Dataset entries:
........
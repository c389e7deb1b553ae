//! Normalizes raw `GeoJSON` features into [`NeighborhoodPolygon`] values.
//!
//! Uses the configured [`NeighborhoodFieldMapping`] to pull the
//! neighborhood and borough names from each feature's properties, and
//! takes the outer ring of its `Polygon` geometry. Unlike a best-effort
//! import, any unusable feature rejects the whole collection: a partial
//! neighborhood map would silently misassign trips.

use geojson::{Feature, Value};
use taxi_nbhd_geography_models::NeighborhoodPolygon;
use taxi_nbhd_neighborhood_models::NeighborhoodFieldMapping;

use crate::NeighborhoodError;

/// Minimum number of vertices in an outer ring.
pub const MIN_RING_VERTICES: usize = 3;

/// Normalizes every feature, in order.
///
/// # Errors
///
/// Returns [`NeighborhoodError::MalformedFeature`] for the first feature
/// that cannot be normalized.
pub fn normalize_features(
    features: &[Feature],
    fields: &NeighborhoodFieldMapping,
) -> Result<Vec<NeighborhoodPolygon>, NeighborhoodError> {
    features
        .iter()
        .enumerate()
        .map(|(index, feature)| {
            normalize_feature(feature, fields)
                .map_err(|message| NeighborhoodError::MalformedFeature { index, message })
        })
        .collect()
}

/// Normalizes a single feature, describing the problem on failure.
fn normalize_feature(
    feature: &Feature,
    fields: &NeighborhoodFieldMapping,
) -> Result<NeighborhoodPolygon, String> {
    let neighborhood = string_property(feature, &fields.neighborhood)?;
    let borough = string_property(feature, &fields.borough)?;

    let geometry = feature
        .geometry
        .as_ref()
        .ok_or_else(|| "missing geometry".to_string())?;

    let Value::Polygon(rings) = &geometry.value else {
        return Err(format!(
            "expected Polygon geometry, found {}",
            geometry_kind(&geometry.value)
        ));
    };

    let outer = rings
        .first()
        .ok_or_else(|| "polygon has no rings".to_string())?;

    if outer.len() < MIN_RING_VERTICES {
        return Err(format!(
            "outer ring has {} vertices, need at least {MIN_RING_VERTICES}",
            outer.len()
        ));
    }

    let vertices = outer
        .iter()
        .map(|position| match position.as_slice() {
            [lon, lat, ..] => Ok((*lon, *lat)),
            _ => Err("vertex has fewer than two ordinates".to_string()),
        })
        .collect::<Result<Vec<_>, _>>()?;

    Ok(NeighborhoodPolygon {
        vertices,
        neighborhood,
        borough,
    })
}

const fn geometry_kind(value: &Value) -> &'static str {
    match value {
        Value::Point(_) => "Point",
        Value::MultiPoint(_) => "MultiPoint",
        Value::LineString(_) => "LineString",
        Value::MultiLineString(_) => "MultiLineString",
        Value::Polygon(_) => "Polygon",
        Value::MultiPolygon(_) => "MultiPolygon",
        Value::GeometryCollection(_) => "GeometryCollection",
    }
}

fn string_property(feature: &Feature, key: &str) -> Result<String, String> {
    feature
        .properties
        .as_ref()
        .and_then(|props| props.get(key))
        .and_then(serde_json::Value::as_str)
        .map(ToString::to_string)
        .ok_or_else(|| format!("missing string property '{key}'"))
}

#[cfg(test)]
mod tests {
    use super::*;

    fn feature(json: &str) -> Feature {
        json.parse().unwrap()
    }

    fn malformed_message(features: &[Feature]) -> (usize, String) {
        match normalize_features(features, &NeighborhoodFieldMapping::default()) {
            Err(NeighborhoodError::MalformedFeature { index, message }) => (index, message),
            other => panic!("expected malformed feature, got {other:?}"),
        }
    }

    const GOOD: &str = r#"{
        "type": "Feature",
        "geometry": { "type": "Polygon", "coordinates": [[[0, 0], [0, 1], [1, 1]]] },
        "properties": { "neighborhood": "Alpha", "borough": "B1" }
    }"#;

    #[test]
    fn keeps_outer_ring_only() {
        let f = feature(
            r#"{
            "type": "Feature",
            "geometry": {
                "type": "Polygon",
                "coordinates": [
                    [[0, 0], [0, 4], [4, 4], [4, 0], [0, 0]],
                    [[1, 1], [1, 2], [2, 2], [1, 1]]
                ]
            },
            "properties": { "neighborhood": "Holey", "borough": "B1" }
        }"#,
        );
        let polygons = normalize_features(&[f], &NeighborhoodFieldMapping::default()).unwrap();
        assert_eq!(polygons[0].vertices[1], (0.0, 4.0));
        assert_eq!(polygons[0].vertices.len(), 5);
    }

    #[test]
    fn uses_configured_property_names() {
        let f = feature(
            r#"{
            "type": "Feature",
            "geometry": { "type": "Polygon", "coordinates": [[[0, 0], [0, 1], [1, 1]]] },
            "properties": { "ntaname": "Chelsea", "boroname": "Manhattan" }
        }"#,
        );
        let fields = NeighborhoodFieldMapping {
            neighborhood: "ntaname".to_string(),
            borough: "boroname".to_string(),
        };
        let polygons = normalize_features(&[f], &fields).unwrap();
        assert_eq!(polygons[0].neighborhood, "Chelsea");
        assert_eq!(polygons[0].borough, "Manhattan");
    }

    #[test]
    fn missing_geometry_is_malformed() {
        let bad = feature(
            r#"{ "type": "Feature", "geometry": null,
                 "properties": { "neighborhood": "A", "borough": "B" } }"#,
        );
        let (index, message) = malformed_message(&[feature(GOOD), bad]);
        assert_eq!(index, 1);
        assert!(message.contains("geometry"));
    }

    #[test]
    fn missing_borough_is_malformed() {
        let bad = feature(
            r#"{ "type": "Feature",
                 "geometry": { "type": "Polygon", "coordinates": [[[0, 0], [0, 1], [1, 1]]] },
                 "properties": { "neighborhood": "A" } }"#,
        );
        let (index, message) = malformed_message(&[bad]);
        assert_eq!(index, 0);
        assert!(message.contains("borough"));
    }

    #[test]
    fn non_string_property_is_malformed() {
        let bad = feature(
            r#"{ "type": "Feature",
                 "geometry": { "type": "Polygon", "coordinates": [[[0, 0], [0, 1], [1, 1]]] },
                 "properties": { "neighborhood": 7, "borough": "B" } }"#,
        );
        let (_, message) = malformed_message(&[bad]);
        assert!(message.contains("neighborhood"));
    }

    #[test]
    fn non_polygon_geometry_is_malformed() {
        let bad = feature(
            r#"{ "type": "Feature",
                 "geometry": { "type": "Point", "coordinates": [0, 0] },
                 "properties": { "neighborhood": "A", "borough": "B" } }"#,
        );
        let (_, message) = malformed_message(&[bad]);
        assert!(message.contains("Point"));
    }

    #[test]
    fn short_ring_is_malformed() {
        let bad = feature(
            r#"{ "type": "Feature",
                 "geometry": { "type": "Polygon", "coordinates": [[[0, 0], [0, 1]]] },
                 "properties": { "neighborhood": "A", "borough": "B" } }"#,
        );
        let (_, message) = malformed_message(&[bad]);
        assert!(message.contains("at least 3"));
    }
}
........
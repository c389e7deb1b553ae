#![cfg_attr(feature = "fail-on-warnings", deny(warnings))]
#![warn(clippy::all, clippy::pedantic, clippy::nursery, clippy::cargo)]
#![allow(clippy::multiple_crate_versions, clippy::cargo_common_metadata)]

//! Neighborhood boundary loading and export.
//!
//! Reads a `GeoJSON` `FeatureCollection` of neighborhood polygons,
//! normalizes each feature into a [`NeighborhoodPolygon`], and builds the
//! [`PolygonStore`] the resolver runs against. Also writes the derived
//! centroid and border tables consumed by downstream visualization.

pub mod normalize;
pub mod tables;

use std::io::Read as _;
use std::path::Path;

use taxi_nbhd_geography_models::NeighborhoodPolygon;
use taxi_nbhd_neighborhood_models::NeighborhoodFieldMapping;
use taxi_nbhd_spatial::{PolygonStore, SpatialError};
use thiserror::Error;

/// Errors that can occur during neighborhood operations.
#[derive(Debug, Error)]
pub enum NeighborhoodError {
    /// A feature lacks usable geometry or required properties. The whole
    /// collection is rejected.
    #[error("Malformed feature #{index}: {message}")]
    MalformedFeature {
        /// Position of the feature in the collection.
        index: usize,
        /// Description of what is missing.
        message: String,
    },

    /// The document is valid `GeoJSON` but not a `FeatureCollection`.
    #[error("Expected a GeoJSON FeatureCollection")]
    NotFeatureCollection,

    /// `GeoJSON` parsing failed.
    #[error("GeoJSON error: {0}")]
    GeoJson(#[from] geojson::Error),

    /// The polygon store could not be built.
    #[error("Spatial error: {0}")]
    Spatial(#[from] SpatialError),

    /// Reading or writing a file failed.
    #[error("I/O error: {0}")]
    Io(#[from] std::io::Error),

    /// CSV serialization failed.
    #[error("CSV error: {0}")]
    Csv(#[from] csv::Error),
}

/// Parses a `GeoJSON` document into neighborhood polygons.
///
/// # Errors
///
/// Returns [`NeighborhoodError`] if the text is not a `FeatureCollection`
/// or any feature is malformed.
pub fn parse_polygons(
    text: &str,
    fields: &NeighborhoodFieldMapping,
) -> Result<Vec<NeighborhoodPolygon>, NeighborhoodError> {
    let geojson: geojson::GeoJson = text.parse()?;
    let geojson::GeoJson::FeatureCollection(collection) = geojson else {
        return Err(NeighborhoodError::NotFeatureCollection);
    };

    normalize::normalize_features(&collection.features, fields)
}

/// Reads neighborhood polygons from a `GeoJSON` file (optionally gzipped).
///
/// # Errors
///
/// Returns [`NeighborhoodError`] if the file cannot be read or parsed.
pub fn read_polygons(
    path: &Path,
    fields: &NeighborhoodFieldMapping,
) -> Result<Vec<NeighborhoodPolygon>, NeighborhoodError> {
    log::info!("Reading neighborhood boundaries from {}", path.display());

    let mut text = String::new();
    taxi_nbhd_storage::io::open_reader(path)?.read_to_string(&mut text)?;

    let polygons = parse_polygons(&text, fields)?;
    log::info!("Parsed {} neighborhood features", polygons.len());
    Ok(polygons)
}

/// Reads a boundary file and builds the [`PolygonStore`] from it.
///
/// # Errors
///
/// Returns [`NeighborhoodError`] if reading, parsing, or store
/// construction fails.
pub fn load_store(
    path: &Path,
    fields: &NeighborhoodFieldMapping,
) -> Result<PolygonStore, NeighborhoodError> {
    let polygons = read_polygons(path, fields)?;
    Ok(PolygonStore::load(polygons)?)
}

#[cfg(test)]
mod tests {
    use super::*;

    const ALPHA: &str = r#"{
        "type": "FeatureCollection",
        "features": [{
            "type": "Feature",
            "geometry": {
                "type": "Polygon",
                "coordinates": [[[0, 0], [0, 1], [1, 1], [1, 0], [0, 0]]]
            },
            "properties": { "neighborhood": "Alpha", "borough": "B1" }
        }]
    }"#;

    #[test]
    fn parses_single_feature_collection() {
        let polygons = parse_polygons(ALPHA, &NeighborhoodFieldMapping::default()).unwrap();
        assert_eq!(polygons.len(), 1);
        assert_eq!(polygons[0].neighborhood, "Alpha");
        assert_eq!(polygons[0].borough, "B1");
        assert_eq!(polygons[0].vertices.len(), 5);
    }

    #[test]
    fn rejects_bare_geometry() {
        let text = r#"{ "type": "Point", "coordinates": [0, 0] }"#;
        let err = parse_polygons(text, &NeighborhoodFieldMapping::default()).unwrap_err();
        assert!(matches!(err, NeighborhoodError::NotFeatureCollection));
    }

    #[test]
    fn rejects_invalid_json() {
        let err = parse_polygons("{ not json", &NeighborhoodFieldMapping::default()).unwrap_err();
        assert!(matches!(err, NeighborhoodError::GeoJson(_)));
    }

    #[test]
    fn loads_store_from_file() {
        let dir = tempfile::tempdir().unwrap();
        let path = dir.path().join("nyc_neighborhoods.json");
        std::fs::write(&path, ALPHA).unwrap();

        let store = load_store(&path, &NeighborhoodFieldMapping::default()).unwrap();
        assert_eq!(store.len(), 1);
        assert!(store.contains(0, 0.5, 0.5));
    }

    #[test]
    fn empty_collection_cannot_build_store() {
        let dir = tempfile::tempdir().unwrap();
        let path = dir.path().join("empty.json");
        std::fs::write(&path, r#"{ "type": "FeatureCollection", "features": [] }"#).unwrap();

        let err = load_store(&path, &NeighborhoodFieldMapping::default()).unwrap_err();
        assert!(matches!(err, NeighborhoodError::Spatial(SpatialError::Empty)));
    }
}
........
◆ YOUR GOAL
The answer needed is a single number: how many lines in the records above hold the string "each". Please write nothing else.

◆ EXPECTED OUTPUT
2